One dark eye caught hers. “You're too taxed. I'll—“
“Can anyone do it?”
“I— Yes, I think so...”
“A volunteer,” she said, looking around at the gathering. More than just the White Flames surrounded her now; Yendrah's people had clustered up close, with other pilgrims strung out beyond them, building fires to warm themselves. “Anyone?”
“I will,” said Harbett, rolling up his sleeve. “Didn't get hurt in the first place.”
She watched with clinical interest as he slid his arm beneath Maevor's.

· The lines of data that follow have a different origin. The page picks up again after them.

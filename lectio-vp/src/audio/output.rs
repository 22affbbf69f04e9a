//! Audio output using cpal
//!
//! Manages audio device output with callback-based playback. The
//! `cpal::Stream` is not `Send`, so it lives on a dedicated audio thread
//! driven by a small command channel; everything the callback needs is
//! shared through `Arc`.
//!
//! The shared clock counts frames actually rendered by the device
//! (seconds = frames / device rate). Suspending the stream stops the
//! callbacks, which freezes the clock without any extra bookkeeping.

use crate::audio::clip::AudioClip;
use crate::audio::sink::{AudioSink, CompletionEvent};
use crate::error::{Error, Result};
use cpal::traits::{DeviceTrait, HostTrait, StreamTrait};
use cpal::{SampleFormat, StreamConfig};
use std::sync::atomic::{AtomicU64, Ordering};
use std::sync::{Arc, Mutex};
use tokio::sync::mpsc;
use tracing::{debug, error, info, warn};

/// Clip currently being rendered by the callback.
struct Voice {
    clip: Arc<AudioClip>,
    /// Fractional sample position within the clip
    position: f64,
    token: u64,
}

/// State shared between the control side and the audio callback.
struct Shared {
    voice: Mutex<Option<Voice>>,
    rate: Mutex<f64>,
    volume: Mutex<f32>,
    /// Total frames rendered by the device; the shared clock basis
    frames_rendered: AtomicU64,
    completion_tx: mpsc::UnboundedSender<CompletionEvent>,
}

enum SinkCommand {
    Suspend,
    Resume,
    Shutdown,
}

/// cpal-backed audio sink.
pub struct CpalSink {
    shared: Arc<Shared>,
    device_rate: u32,
    control_tx: std::sync::mpsc::Sender<SinkCommand>,
}

impl CpalSink {
    /// Open the output device (default device when `device_name` is None,
    /// with fallback to the default when a named device is missing) and
    /// start the stream with the clock running.
    pub fn new(
        device_name: Option<String>,
        completion_tx: mpsc::UnboundedSender<CompletionEvent>,
    ) -> Result<Self> {
        let shared = Arc::new(Shared {
            voice: Mutex::new(None),
            rate: Mutex::new(1.0),
            volume: Mutex::new(0.75),
            frames_rendered: AtomicU64::new(0),
            completion_tx,
        });

        let (control_tx, control_rx) = std::sync::mpsc::channel();
        let (ready_tx, ready_rx) = std::sync::mpsc::channel();
        let thread_shared = Arc::clone(&shared);

        std::thread::Builder::new()
            .name("lectio-audio".to_string())
            .spawn(move || stream_thread(device_name, thread_shared, control_rx, ready_tx))
            .map_err(|e| Error::AudioOutput(format!("failed to spawn audio thread: {}", e)))?;

        let device_rate = ready_rx
            .recv()
            .map_err(|_| Error::AudioOutput("audio thread exited during setup".to_string()))??;

        info!(device_rate, "Audio output ready");
        Ok(Self {
            shared,
            device_rate,
            control_tx,
        })
    }

    /// Device sample rate in Hz.
    pub fn device_rate(&self) -> u32 {
        self.device_rate
    }
}

impl AudioSink for CpalSink {
    fn start(&self, clip: Arc<AudioClip>, rate: f64, token: u64) {
        *self.shared.rate.lock().unwrap() = rate;
        let mut voice = self.shared.voice.lock().unwrap();
        *voice = Some(Voice {
            clip,
            position: 0.0,
            token,
        });
    }

    fn stop(&self) {
        *self.shared.voice.lock().unwrap() = None;
    }

    fn suspend(&self) {
        let _ = self.control_tx.send(SinkCommand::Suspend);
    }

    fn resume(&self) {
        let _ = self.control_tx.send(SinkCommand::Resume);
    }

    fn set_rate(&self, rate: f64) {
        *self.shared.rate.lock().unwrap() = rate;
    }

    fn set_volume(&self, volume: f32) {
        let clamped = volume.clamp(0.0, 1.0);
        *self.shared.volume.lock().unwrap() = clamped;
        debug!("Volume set to {:.2}", clamped);
    }

    fn now(&self) -> f64 {
        self.shared.frames_rendered.load(Ordering::Relaxed) as f64 / self.device_rate as f64
    }
}

impl Drop for CpalSink {
    fn drop(&mut self) {
        let _ = self.control_tx.send(SinkCommand::Shutdown);
    }
}

/// Audio thread body: owns the stream, applies suspend/resume commands.
fn stream_thread(
    device_name: Option<String>,
    shared: Arc<Shared>,
    control_rx: std::sync::mpsc::Receiver<SinkCommand>,
    ready_tx: std::sync::mpsc::Sender<Result<u32>>,
) {
    let (stream, device_rate) = match build_stream(device_name, &shared) {
        Ok(pair) => pair,
        Err(e) => {
            let _ = ready_tx.send(Err(e));
            return;
        }
    };

    if let Err(e) = stream.play() {
        let _ = ready_tx.send(Err(Error::AudioOutput(format!(
            "failed to start stream: {}",
            e
        ))));
        return;
    }
    let _ = ready_tx.send(Ok(device_rate));

    while let Ok(command) = control_rx.recv() {
        match command {
            SinkCommand::Suspend => {
                if let Err(e) = stream.pause() {
                    warn!("Failed to pause stream: {}", e);
                }
            }
            SinkCommand::Resume => {
                if let Err(e) = stream.play() {
                    warn!("Failed to resume stream: {}", e);
                }
            }
            SinkCommand::Shutdown => break,
        }
    }
    debug!("Audio thread exiting");
}

fn build_stream(
    device_name: Option<String>,
    shared: &Arc<Shared>,
) -> Result<(cpal::Stream, u32)> {
    let host = cpal::default_host();

    // Try to get the requested device, with fallback to default
    let device = match device_name.as_ref() {
        Some(name) => {
            let mut devices = host
                .output_devices()
                .map_err(|e| Error::AudioOutput(format!("failed to enumerate devices: {}", e)))?;
            match devices.find(|d| d.name().ok().as_deref() == Some(name.as_str())) {
                Some(device) => {
                    info!("Found requested audio device: {}", name);
                    device
                }
                None => {
                    warn!(
                        "Requested device '{}' not found, falling back to default device",
                        name
                    );
                    host.default_output_device().ok_or_else(|| {
                        Error::AudioOutput(format!(
                            "device '{}' not found and no default device available",
                            name
                        ))
                    })?
                }
            }
        }
        None => host
            .default_output_device()
            .ok_or_else(|| Error::AudioOutput("no default output device found".to_string()))?,
    };

    let supported = device
        .default_output_config()
        .map_err(|e| Error::AudioOutput(format!("failed to get device config: {}", e)))?;
    let sample_format = supported.sample_format();
    let config: StreamConfig = supported.config();
    let device_rate = config.sample_rate.0;
    let channels = config.channels as usize;

    debug!(
        sample_rate = device_rate,
        channels,
        ?sample_format,
        "Audio output config"
    );

    let err_fn = |err| error!("Audio stream error: {}", err);

    let stream = match sample_format {
        SampleFormat::F32 => {
            let shared = Arc::clone(shared);
            device
                .build_output_stream(
                    &config,
                    move |data: &mut [f32], _: &cpal::OutputCallbackInfo| {
                        render(&shared, device_rate, data.chunks_mut(channels), |out, sample| {
                            for slot in out.iter_mut() {
                                *slot = sample;
                            }
                        });
                        shared
                            .frames_rendered
                            .fetch_add((data.len() / channels) as u64, Ordering::Relaxed);
                    },
                    err_fn,
                    None,
                )
                .map_err(|e| Error::AudioOutput(format!("failed to build stream: {}", e)))?
        }
        SampleFormat::I16 => {
            let shared = Arc::clone(shared);
            device
                .build_output_stream(
                    &config,
                    move |data: &mut [i16], _: &cpal::OutputCallbackInfo| {
                        render(&shared, device_rate, data.chunks_mut(channels), |out, sample| {
                            let value = (sample * i16::MAX as f32) as i16;
                            for slot in out.iter_mut() {
                                *slot = value;
                            }
                        });
                        shared
                            .frames_rendered
                            .fetch_add((data.len() / channels) as u64, Ordering::Relaxed);
                    },
                    err_fn,
                    None,
                )
                .map_err(|e| Error::AudioOutput(format!("failed to build stream: {}", e)))?
        }
        other => {
            return Err(Error::AudioOutput(format!(
                "unsupported sample format: {:?}",
                other
            )));
        }
    };

    Ok((stream, device_rate))
}

/// Fill one callback buffer from the sounding voice, then report natural
/// completion once the clip is exhausted.
fn render<'a, T, I, W>(shared: &Shared, device_rate: u32, frames: I, mut write: W)
where
    T: 'a,
    I: Iterator<Item = &'a mut [T]>,
    W: FnMut(&mut [T], f32),
{
    let volume = *shared.volume.lock().unwrap();
    let rate = *shared.rate.lock().unwrap();
    let mut voice = shared.voice.lock().unwrap();

    for frame in frames {
        let sample = match voice.as_mut() {
            Some(active) => {
                let sample = sample_at(&active.clip, active.position);
                active.position += rate * active.clip.sample_rate as f64 / device_rate as f64;
                sample
            }
            None => 0.0,
        };
        write(frame, (sample * volume).clamp(-1.0, 1.0));
    }

    let finished = voice
        .as_ref()
        .map(|active| active.position >= active.clip.samples.len() as f64)
        .unwrap_or(false);
    if finished {
        if let Some(active) = voice.take() {
            let _ = shared.completion_tx.send(CompletionEvent {
                token: active.token,
            });
        }
    }
}

/// Linear-interpolated sample lookup.
fn sample_at(clip: &AudioClip, position: f64) -> f32 {
    let idx = position as usize;
    if idx + 1 < clip.samples.len() {
        let frac = (position - idx as f64) as f32;
        clip.samples[idx] * (1.0 - frac) + clip.samples[idx + 1] * frac
    } else if idx < clip.samples.len() {
        clip.samples[idx]
    } else {
        0.0
    }
}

The bodythief's hand clamped just below his elbow, then the black bracer flexed, one side of it pulling free from Maevor's arm to extend thin spikes into Harbett's. The big soldier grimaced but took it without complaint, and immediately the threads in Maevor's back began to twitch.
Have I become so used to this, or am I just too tired to be sickened? Lark wondered as she watched them do their work. There was a certain blind artistry to it, and if she focused on the sewing metaphor, she could almost appreciate what their Maker had done. A human would have died from those wounds, no contest. Maevor, Mendras and Vyslin would all have fallen to the monsters in the village.